Let's pull out the constants.

(-2/2) * lim [1 / e^(-2x)]
x -> -infinity

And now, let's simplify, and make the power of e positive again.

(-1) * lim [e^(2x)]
x -> -infinity

As per the behaviour of e^(2x), the limit of that is equal to 0. So we now have

(-1) (0) = 0

The limit as x approaches infinity makes the function get really large, so the limit doesn't exist.

(b)

To solve for the absolute minimum (if it exists), we find the local extreme by finding the first derivative f'(x) and equating f'(x) to 0.

f(x) = 2x (e^(2x)). Using the product rule and chain rule,

f'(x) = [2][e^(2x)] + [2x] [2e^(2x)]. Factoring out 2e^(2x), we have
f'(x) = [2e^(2x)] [1 + 2x]. Now, making f'(x) = 0,

0 = [2e^(2x)] [1 + 2x]

Which means we equate both of those bracketed terms to 0. There will be no solution for 2e^(2x) = 0 {I'll leave that part as homework for you. We can equate the other one to 0, though.

1 + 2x = 0, means
2x = -1, or
x = -1/2

Now, we determine if it is a local minimum or maximum by testing a value greater than -1/2 and less than -1/2 for
f'(x) = [2e^(2x)] [1 + 2x]. What we're testing for is positivity/negativity.

Test a value greater than -1/2, 0:
f'(x) = [positive][positive] = positive. Therefore, f is increasing from [-1/2, infinity).
Test a value less than -1/2, -1:
f'(x) = [positive] [negative] = negative. Therefor, f is decreasing on (-infinity, -1/2]

That means we have a local minimum at x = -1/2.
The actual local minimum would be
f(-1/2) = 2(-1/2)e^(2*(-1/2)) = (-1)e^(-1) = -1/e

f is decreasing from (-infinity, -1/2]
f is increasing from [1/2, infinity)

Since it is the ONLY minimum, it is the absolute minimum.

(c) The range of f is dependent on the absolute minimum value. Since we know what the minimum is, f(x) would be defined from that minimum point onward. The range is [-1/e, infinity).
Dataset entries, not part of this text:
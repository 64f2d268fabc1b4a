//! Cross-relay event deduplication.

use std::collections::{HashSet, VecDeque};
use std::sync::{Mutex, PoisonError};
use std::time::{Duration, Instant};

/// Bounded set of recently seen event ids.
///
/// Evicts oldest-inserted first once `capacity` is exceeded, and, when a
/// retention period is set, forgets ids older than it.
#[derive(Debug)]
pub struct SeenEventCache {
    capacity: usize,
    retention: Option<Duration>,
    order: VecDeque<(String, Instant)>,
    ids: HashSet<String>,
}

impl SeenEventCache {
    pub fn new(capacity: usize, retention: Option<Duration>) -> Self {
        Self {
            capacity: capacity.max(1),
            retention,
            order: VecDeque::new(),
            ids: HashSet::new(),
        }
    }

    /// Record `id` as seen at `now`. Returns `true` if it was not already held.
    pub fn insert_at(&mut self, id: &str, now: Instant) -> bool {
        self.expire(now);
        if self.ids.contains(id) {
            return false;
        }

        self.ids.insert(id.to_string());
        self.order.push_back((id.to_string(), now));
        while self.order.len() > self.capacity {
            if let Some((evicted, _)) = self.order.pop_front() {
                self.ids.remove(&evicted);
            }
        }
        true
    }

    pub fn contains(&self, id: &str) -> bool {
        self.ids.contains(id)
    }

    pub fn len(&self) -> usize {
        self.order.len()
    }

    pub fn is_empty(&self) -> bool {
        self.order.is_empty()
    }

    pub fn clear(&mut self) {
        self.order.clear();
        self.ids.clear();
    }

    fn expire(&mut self, now: Instant) {
        let Some(retention) = self.retention else {
            return;
        };
        while let Some((id, seen_at)) = self.order.front() {
            if now.saturating_duration_since(*seen_at) < retention {
                break;
            }
            self.ids.remove(id);
            self.order.pop_front();
        }
    }
}

/// Thread-safe front for [`SeenEventCache`], shared by all session events.
#[derive(Debug)]
pub struct EventDeduplicator {
    cache: Mutex<SeenEventCache>,
}

impl EventDeduplicator {
    pub fn new(capacity: usize, retention: Option<Duration>) -> Self {
        Self {
            cache: Mutex::new(SeenEventCache::new(capacity, retention)),
        }
    }

    /// `true` the first time `event_id` is observed within the retention
    /// window, `false` for every repeat until it is evicted.
    pub fn observe(&self, event_id: &str) -> bool {
        self.cache
            .lock()
            .unwrap_or_else(PoisonError::into_inner)
            .insert_at(event_id, Instant::now())
    }

    pub fn len(&self) -> usize {
        self.cache.lock().unwrap_or_else(PoisonError::into_inner).len()
    }

    pub fn is_empty(&self) -> bool {
        self.len() == 0
    }

    pub fn clear(&self) {
        self.cache
            .lock()
            .unwrap_or_else(PoisonError::into_inner)
            .clear();
    }
}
I'll let you solve (d) on your own.

Answer 2

a) for the limits at infinity, you can rearrange the function into a ratio and apply L'Hopital's rule. Though it should be obvious from inspection that the limit at positive infinity does not exist, you need to use L'Hopital's rule to show it if you mean to do the problem correctly. Doing the limit at negative infinity in my head, I am getting 0.
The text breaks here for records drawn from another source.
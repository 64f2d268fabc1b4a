//! NIP-01: the event structure moved between clients and relays.
//!
//! - Event structure (id, pubkey, created_at, kind, tags, content, sig)
//! - Canonical serialization for hashing
//! - Schnorr signing and verification over the event id

use bitcoin::hashes::{Hash, sha256};
use bitcoin::key::Secp256k1;
use bitcoin::secp256k1::{Keypair, Message, SecretKey, XOnlyPublicKey, schnorr};
use rand::RngCore;
use serde::{Deserialize, Serialize};
use thiserror::Error;

/// Errors that can occur during NIP-01 operations.
#[derive(Debug, Error)]
pub enum Nip01Error {
    #[error("invalid event: {0}")]
    InvalidEvent(String),

    #[error("serialization error: {0}")]
    Serialization(String),

    #[error("signing error: {0}")]
    Signing(String),

    #[error("verification error: {0}")]
    Verification(String),

    #[error("invalid hex: {0}")]
    InvalidHex(String),

    #[error("invalid public key: {0}")]
    InvalidPublicKey(String),
}

/// A signed Nostr event.
#[derive(Debug, Clone, PartialEq, Eq, Serialize, Deserialize)]
pub struct Event {
    /// 32-bytes lowercase hex-encoded sha256 of the serialized event data
    pub id: String,
    /// 32-bytes lowercase hex-encoded public key of the event creator
    pub pubkey: String,
    /// Unix timestamp in seconds
    pub created_at: u64,
    /// Event kind (integer between 0 and 65535)
    pub kind: u16,
    /// Array of arrays of strings (tags)
    pub tags: Vec<Vec<String>>,
    /// Arbitrary string content
    pub content: String,
    /// 64-bytes lowercase hex signature
    pub sig: String,
}

/// An unsigned event (before signing).
#[derive(Debug, Clone, PartialEq, Eq)]
pub struct UnsignedEvent {
    pub pubkey: String,
    pub created_at: u64,
    pub kind: u16,
    pub tags: Vec<Vec<String>>,
    pub content: String,
}

/// A template for creating events. The pubkey comes from the signing key.
#[derive(Debug, Clone, PartialEq, Eq)]
pub struct EventTemplate {
    pub created_at: u64,
    pub kind: u16,
    pub tags: Vec<Vec<String>>,
    pub content: String,
}

pub const KIND_METADATA: u16 = 0;
pub const KIND_SHORT_TEXT_NOTE: u16 = 1;
pub const KIND_CONTACTS: u16 = 3;
pub const KIND_RELAY_LIST_METADATA: u16 = 10002;

/// Generate a random 32-byte secret key.
pub fn generate_secret_key() -> [u8; 32] {
    let mut key = [0u8; 32];
    rand::rng().fill_bytes(&mut key);
    key
}

/// Parse a 64-character hex secret key.
pub fn parse_secret_key(hex_key: &str) -> Result<[u8; 32], Nip01Error> {
    let bytes = hex::decode(hex_key.trim()).map_err(|e| Nip01Error::InvalidHex(e.to_string()))?;
    let key: [u8; 32] = bytes
        .try_into()
        .map_err(|_| Nip01Error::InvalidHex("secret key must be 32 bytes".to_string()))?;
    SecretKey::from_slice(&key).map_err(|e| Nip01Error::Signing(e.to_string()))?;
    Ok(key)
}

/// Get the x-only public key from a secret key.
pub fn get_public_key(secret_key: &[u8; 32]) -> Result<[u8; 32], Nip01Error> {
    let secp = Secp256k1::new();
    let sk = SecretKey::from_slice(secret_key)
        .map_err(|e| Nip01Error::InvalidPublicKey(e.to_string()))?;
    let (xonly, _parity) = sk.x_only_public_key(&secp);
    Ok(xonly.serialize())
}

/// Get the public key as a hex string from a secret key.
pub fn get_public_key_hex(secret_key: &[u8; 32]) -> Result<String, Nip01Error> {
    Ok(hex::encode(get_public_key(secret_key)?))
}

/// Serialize an unsigned event for hashing.
///
/// Format: `[0, pubkey, created_at, kind, tags, content]`
pub fn serialize_event(event: &UnsignedEvent) -> Result<String, Nip01Error> {
    if !is_lower_hex(&event.pubkey, 64) {
        return Err(Nip01Error::InvalidEvent(
            "pubkey must be 64 lowercase hex characters".to_string(),
        ));
    }

    serde_json::to_string(&(
        0,
        &event.pubkey,
        event.created_at,
        event.kind,
        &event.tags,
        &event.content,
    ))
    .map_err(|e| Nip01Error::Serialization(e.to_string()))
}

/// Get the event id (sha256 of the canonical serialization).
pub fn get_event_hash(event: &UnsignedEvent) -> Result<String, Nip01Error> {
    let serialized = serialize_event(event)?;
    let hash = sha256::Hash::hash(serialized.as_bytes());
    Ok(hex::encode(hash.as_byte_array()))
}

/// Validate a signed event's shape (not including signature verification).
pub fn validate_event(event: &Event) -> bool {
    is_lower_hex(&event.id, 64) && is_lower_hex(&event.pubkey, 64) && is_lower_hex(&event.sig, 128)
}

/// Sign an event template with a secret key, producing a complete signed event.
pub fn finalize_event(
    template: &EventTemplate,
    secret_key: &[u8; 32],
) -> Result<Event, Nip01Error> {
    let secp = Secp256k1::new();

    let sk = SecretKey::from_slice(secret_key).map_err(|e| Nip01Error::Signing(e.to_string()))?;
    let (xonly_pk, _parity) = sk.x_only_public_key(&secp);
    let pubkey = hex::encode(xonly_pk.serialize());

    let unsigned = UnsignedEvent {
        pubkey: pubkey.clone(),
        created_at: template.created_at,
        kind: template.kind,
        tags: template.tags.clone(),
        content: template.content.clone(),
    };
    let id = get_event_hash(&unsigned)?;

    let id_bytes =
        hex::decode(&id).map_err(|e| Nip01Error::Signing(format!("invalid id hex: {}", e)))?;
    let message = Message::from_digest_slice(&id_bytes)
        .map_err(|e| Nip01Error::Signing(format!("invalid message: {}", e)))?;

    let keypair = Keypair::from_secret_key(&secp, &sk);
    let sig = secp.sign_schnorr_no_aux_rand(&message, &keypair);

    Ok(Event {
        id,
        pubkey,
        created_at: unsigned.created_at,
        kind: unsigned.kind,
        tags: unsigned.tags,
        content: unsigned.content,
        sig: hex::encode(sig.serialize()),
    })
}

/// Verify an event's id and signature.
///
/// Returns `Ok(false)` for a well-formed event whose id or signature does not
/// match, and an error only when the hex fields cannot be decoded.
pub fn verify_event(event: &Event) -> Result<bool, Nip01Error> {
    if !validate_event(event) {
        return Ok(false);
    }

    let unsigned = UnsignedEvent {
        pubkey: event.pubkey.clone(),
        created_at: event.created_at,
        kind: event.kind,
        tags: event.tags.clone(),
        content: event.content.clone(),
    };
    if get_event_hash(&unsigned)? != event.id {
        return Ok(false);
    }

    let secp = Secp256k1::verification_only();

    let id_bytes = hex::decode(&event.id)
        .map_err(|e| Nip01Error::Verification(format!("invalid id hex: {}", e)))?;
    let message = Message::from_digest_slice(&id_bytes)
        .map_err(|e| Nip01Error::Verification(format!("invalid message: {}", e)))?;

    let sig_bytes = hex::decode(&event.sig)
        .map_err(|e| Nip01Error::Verification(format!("invalid sig hex: {}", e)))?;
    let sig = schnorr::Signature::from_slice(&sig_bytes)
        .map_err(|e| Nip01Error::Verification(format!("invalid signature: {}", e)))?;

    let pubkey_bytes = hex::decode(&event.pubkey)
        .map_err(|e| Nip01Error::Verification(format!("invalid pubkey hex: {}", e)))?;
    let Ok(pubkey) = XOnlyPublicKey::from_slice(&pubkey_bytes) else {
        return Ok(false);
    };

    Ok(secp.verify_schnorr(&sig, &message, &pubkey).is_ok())
}

fn is_lower_hex(value: &str, len: usize) -> bool {
    value.len() == len
        && value
            .chars()
            .all(|c| c.is_ascii_digit() || ('a'..='f').contains(&c))
}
b) this will be the value of the limit at negative infinity.

c) the range starts with the answer to (b) and goes up to infinity. Don't include the lower endpoint, because that value is a limit which the function does not actually acheive for any real value of the variable.
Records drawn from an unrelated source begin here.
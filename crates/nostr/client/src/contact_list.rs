//! Relay-list updates for the user's contact list (kind 3) and relay list
//! metadata (kind 10002).
//!
//! Everything here is a pure transformation: nothing is published. Callers
//! hand the returned event to [`crate::RelayPool::publish`].

use crate::descriptor::{RelayDescriptor, RelayInfo, RelayUrl};
use crate::error::{ClientError, Result};
use nostr::nip65::{RELAY_TAG, create_relay_tag};
use nostr::{
    Event, EventTemplate, KIND_CONTACTS, KIND_RELAY_LIST_METADATA, finalize_event,
    get_public_key_hex, parse_secret_key,
};
use serde_json::{Map, Value, json};
use std::time::{SystemTime, UNIX_EPOCH};
use tracing::{debug, warn};

/// Builds signed relay-list events for one identity.
#[derive(Clone)]
pub struct ContactListSync {
    secret_key: Option<[u8; 32]>,
    public_key: Option<String>,
}

impl std::fmt::Debug for ContactListSync {
    fn fmt(&self, f: &mut std::fmt::Formatter<'_>) -> std::fmt::Result {
        f.debug_struct("ContactListSync")
            .field("public_key", &self.public_key)
            .field("secret_key", &self.secret_key.map(|_| "<redacted>"))
            .finish()
    }
}

impl ContactListSync {
    /// A sync without a key builds nothing; every update returns `None`.
    pub fn new(secret_key: Option<[u8; 32]>) -> Self {
        let public_key = secret_key.and_then(|key| match get_public_key_hex(&key) {
            Ok(public_key) => Some(public_key),
            Err(error) => {
                warn!("unusable signing key: {}", error);
                None
            }
        });
        Self {
            secret_key: public_key.as_ref().and(secret_key),
            public_key,
        }
    }

    /// Parse a 64-character hex secret key.
    pub fn from_secret_hex(secret_hex: &str) -> Result<Self> {
        let secret_key = parse_secret_key(secret_hex.trim())
            .map_err(|error| ClientError::InvalidRequest(format!("invalid secret key: {error}")))?;
        Ok(Self::new(Some(secret_key)))
    }

    pub fn public_key(&self) -> Option<&str> {
        self.public_key.as_deref()
    }

    /// The prior event with `new_relay` appended, re-signed.
    ///
    /// Returns `None` when the prior event or the key is unavailable, when
    /// the key does not belong to the prior event's author, or when the
    /// event cannot be rebuilt. A relay that is already listed leaves the
    /// tags unchanged.
    pub fn add_relay_to_list(
        &self,
        existing: Option<&Event>,
        new_relay: &RelayUrl,
        info: RelayInfo,
    ) -> Option<Event> {
        self.add_relay_to_list_at(existing, new_relay, info, unix_now())
    }

    /// [`ContactListSync::add_relay_to_list`] with an explicit timestamp.
    ///
    /// The result is always newer than the prior event so relays replace it.
    pub fn add_relay_to_list_at(
        &self,
        existing: Option<&Event>,
        new_relay: &RelayUrl,
        info: RelayInfo,
        created_at: u64,
    ) -> Option<Event> {
        let Some(existing) = existing else {
            debug!("no prior relay list; cannot add {}", new_relay);
            return None;
        };
        let (secret_key, public_key) = self.signing_identity()?;
        if existing.pubkey != public_key {
            warn!(
                "relay list {} belongs to {}, not the signing key",
                existing.id, existing.pubkey
            );
            return None;
        }
        if existing.kind != KIND_CONTACTS && existing.kind != KIND_RELAY_LIST_METADATA {
            warn!("event kind {} does not carry a relay list", existing.kind);
            return None;
        }

        let mut tags = existing.tags.clone();
        if lists_relay(&tags, new_relay) {
            debug!("relay {} already listed", new_relay);
        } else {
            tags.push(create_relay_tag(new_relay.as_str(), info.into()));
        }

        let content = if existing.kind == KIND_CONTACTS {
            merge_relay_map(&existing.content, new_relay, info)?
        } else {
            existing.content.clone()
        };

        let template = EventTemplate {
            created_at: created_at.max(existing.created_at.saturating_add(1)),
            kind: existing.kind,
            tags,
            content,
        };
        sign(&template, &secret_key)
    }

    /// A fresh kind-10002 relay list describing `descriptors`.
    pub fn relay_list_event(&self, descriptors: &[RelayDescriptor]) -> Option<Event> {
        self.relay_list_event_at(descriptors, unix_now())
    }

    pub fn relay_list_event_at(
        &self,
        descriptors: &[RelayDescriptor],
        created_at: u64,
    ) -> Option<Event> {
        let (secret_key, _) = self.signing_identity()?;
        let tags = descriptors
            .iter()
            .map(|descriptor| create_relay_tag(descriptor.url.as_str(), descriptor.info.into()))
            .collect();
        let template = EventTemplate {
            created_at,
            kind: KIND_RELAY_LIST_METADATA,
            tags,
            content: String::new(),
        };
        sign(&template, &secret_key)
    }

    fn signing_identity(&self) -> Option<([u8; 32], &str)> {
        match (self.secret_key, self.public_key.as_deref()) {
            (Some(secret_key), Some(public_key)) => Some((secret_key, public_key)),
            _ => {
                debug!("no signing key available for relay list update");
                None
            }
        }
    }
}

fn sign(template: &EventTemplate, secret_key: &[u8; 32]) -> Option<Event> {
    match finalize_event(template, secret_key) {
        Ok(event) => Some(event),
        Err(error) => {
            warn!("failed to sign relay list: {}", error);
            None
        }
    }
}

fn lists_relay(tags: &[Vec<String>], relay: &RelayUrl) -> bool {
    tags.iter()
        .filter(|tag| tag.first().map(String::as_str) == Some(RELAY_TAG))
        .filter_map(|tag| tag.get(1))
        .any(|url| same_relay(url, relay))
}

fn same_relay(candidate: &str, relay: &RelayUrl) -> bool {
    RelayUrl::parse(candidate).is_ok_and(|parsed| &parsed == relay)
}

/// Merge the relay into the `{url: {"read": bool, "write": bool}}` map that
/// contact lists keep in their content.
fn merge_relay_map(content: &str, relay: &RelayUrl, info: RelayInfo) -> Option<String> {
    let mut relays = if content.trim().is_empty() {
        Map::new()
    } else {
        match serde_json::from_str::<Value>(content) {
            Ok(Value::Object(map)) => map,
            Ok(_) | Err(_) => {
                warn!("contact list content is not a relay map; refusing to rewrite it");
                return None;
            }
        }
    };

    if !relays.keys().any(|url| same_relay(url, relay)) {
        relays.insert(
            relay.to_string(),
            json!({ "read": info.can_read(), "write": info.can_write() }),
        );
    }
    serde_json::to_string(&Value::Object(relays)).ok()
}

fn unix_now() -> u64 {
    SystemTime::now()
        .duration_since(UNIX_EPOCH)
        .map(|elapsed| elapsed.as_secs())
        .unwrap_or_default()
}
d) this is a simple application of L'Hopital's rule, where you do the same thing as in part (a) but with "b" in place of "2".

Answer 3

hi, permit f be the function given via f(x) = |x|. Which of right here statements approximately f are authentic? a million. f is non-give up at x = 0 2. f is differential at x = 0 3. f has an absolute minimum at x = 0 <==answer The graph is V formed, beginning up from its vertex at (0,0). for this reason, 0 is an absolute minimum of the graph. i desire that enables!! :-)

Answer 4

\d\ y=bx*exp(bx);
formula: if y=uv, then y’ = uv’ +u’v;
formula: if y=f(u), then ‘y = (df/du)*u’
y’ = bx*exp(bx)*b + b*exp(bx) = b* exp(bx) * (bx+1) = 0; b*exp(bx) is never =0, thus x1=-1/b and y(x1) = b*(-1/b) *exp(-b/b) = -1/e, that is does not depend on b;
Now find y’’; here xy’ = y*(bx+1); derive both parts! y’+xy’’ = yb +y’bx + y’ or y’’ = b(y+y’)/x and y’’(x1) = (-b/e +0)/(-1/b) = b^2/e > 0 means local min!
Now if bx - - > -inf, then y - - > 0, and 0 is greater than –1/e
Now if bx - - > +inf, then y - - > +inf; that means the point [-1/b, -1/e] is also the abs min!